**WHAT YOU NEED TO DO**
The count of lines with the string "routes" in the material is all that should be returned.
◇ ◇ ◇ ◇ ◇ ◇ ◇
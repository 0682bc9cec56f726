pub mod assets;
pub mod response;
pub mod sentry;
pub mod signer;
pub mod text;
pub mod version;

/// Fresh API key handed to new accounts and on key resets.
pub fn new_api_key() -> String {
    uuid::Uuid::new_v4().to_string()
}
#![allow(dead_code)]

use std::net::SocketAddr;

use axum::{
    Router,
    body::{Body, to_bytes},
    extract::ConnectInfo,
    http::{Method, Request, StatusCode, header},
};
use db::{
    DBService,
    models::user::{CreateUser, User},
};
use deployment::Deployment;
use local_deployment::LocalDeployment;
use serde_json::{Value, json};
use server::routes;
use services::services::{auth::AuthService, config::Config};
use tower::ServiceExt;

pub struct TestApp {
    pub app: Router,
    pub deployment: LocalDeployment,
}

/// A signed-up user with their session token and API key.
pub struct TestUser {
    pub id: i64,
    pub name: String,
    pub token: String,
    pub api_key: String,
}

pub async fn test_app() -> TestApp {
    test_app_with(Config::default()).await
}

pub async fn test_app_with(config: Config) -> TestApp {
    let db = DBService::new_in_memory().await.unwrap();
    let auth = AuthService::new(config.secret_key.clone(), 1).with_bcrypt_cost(4);
    let deployment = LocalDeployment::from_parts(config, db, auth);
    deployment.ensure_default_category().await.unwrap();
    // The first account becomes admin; seed one so registered test users are regular.
    User::create(
        &deployment.db().pool,
        &CreateUser {
            name: "root".to_string(),
            fullname: "Root".to_string(),
            email_addr: "root@example.com".to_string(),
            passwd_hash: None,
            info: None,
        },
    )
    .await
    .unwrap();
    TestApp {
        app: routes::app(deployment.clone()),
        deployment,
    }
}

pub fn request(method: Method, uri: &str, token: Option<&str>, body: Option<Value>) -> Request<Body> {
    let mut builder = Request::builder().method(method).uri(uri);
    if let Some(token) = token {
        builder = builder.header(header::AUTHORIZATION, format!("Bearer {token}"));
    }
    match body {
        Some(body) => builder
            .header(header::CONTENT_TYPE, "application/json")
            .body(Body::from(body.to_string()))
            .unwrap(),
        None => builder.body(Body::empty()).unwrap(),
    }
}

/// Marks `request` as arriving from `ip`, as the served router would.
pub fn from_peer(mut request: Request<Body>, ip: &str) -> Request<Body> {
    let addr = SocketAddr::new(ip.parse().unwrap(), 40_000);
    request.extensions_mut().insert(ConnectInfo(addr));
    request
}

impl TestApp {
    pub async fn send(&self, request: Request<Body>) -> (StatusCode, Value) {
        let response = self.app.clone().oneshot(request).await.unwrap();
        let status = response.status();
        let bytes = to_bytes(response.into_body(), usize::MAX).await.unwrap();
        let value = serde_json::from_slice(&bytes).unwrap_or(Value::Null);
        (status, value)
    }

    pub async fn get(&self, uri: &str, token: Option<&str>) -> (StatusCode, Value) {
        self.send(request(Method::GET, uri, token, None)).await
    }

    pub async fn post(&self, uri: &str, token: Option<&str>, body: Value) -> (StatusCode, Value) {
        self.send(request(Method::POST, uri, token, Some(body))).await
    }

    pub async fn put(&self, uri: &str, token: Option<&str>, body: Value) -> (StatusCode, Value) {
        self.send(request(Method::PUT, uri, token, Some(body))).await
    }

    pub async fn delete(&self, uri: &str, token: Option<&str>) -> (StatusCode, Value) {
        self.send(request(Method::DELETE, uri, token, None)).await
    }

    pub async fn register(&self, name: &str) -> TestUser {
        let (status, body) = self
            .post(
                "/account/register",
                None,
                json!({
                    "fullname": format!("{name} Tester"),
                    "name": name,
                    "email_addr": format!("{name}@example.com"),
                    "password": "p4ssw0rd",
                    "confirm": "p4ssw0rd",
                }),
            )
            .await;
        assert_eq!(status, StatusCode::OK, "{body}");
        let data = &body["data"];
        TestUser {
            id: data["user"]["id"].as_i64().unwrap(),
            name: name.to_string(),
            token: data["token"].as_str().unwrap().to_string(),
            api_key: data["user"]["api_key"].as_str().unwrap().to_string(),
        }
    }

    pub async fn register_admin(&self, name: &str) -> TestUser {
        let user = self.register(name).await;
        User::set_admin(&self.deployment.db().pool, user.id, true)
            .await
            .unwrap();
        user
    }

    /// Creates a project owned by `owner` and returns its id.
    pub async fn create_project(&self, owner: &TestUser, short_name: &str, extra: Value) -> i64 {
        let mut form = json!({
            "name": format!("Project {short_name}"),
            "short_name": short_name,
            "long_description": "A **crowdsourcing** project",
        });
        if let (Some(form), Value::Object(extra)) = (form.as_object_mut(), extra) {
            form.extend(extra);
        }
        let (status, body) = self.post("/projects", Some(&owner.token), form).await;
        assert_eq!(status, StatusCode::CREATED, "{body}");
        body["data"]["id"].as_i64().unwrap()
    }

    /// Adds a task through the REST API and returns its id.
    pub async fn create_task(&self, owner: &TestUser, project_id: i64, info: Value) -> i64 {
        let (status, body) = self
            .post(
                "/api/task",
                Some(&owner.token),
                json!({"project_id": project_id, "info": info, "n_answers": 1}),
            )
            .await;
        assert_eq!(status, StatusCode::CREATED, "{body}");
        body["data"]["id"].as_i64().unwrap()
    }
}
◇ ◇ ◇ ◇ ◇ ◇ ◇
**RESULT OF THE TASK**
2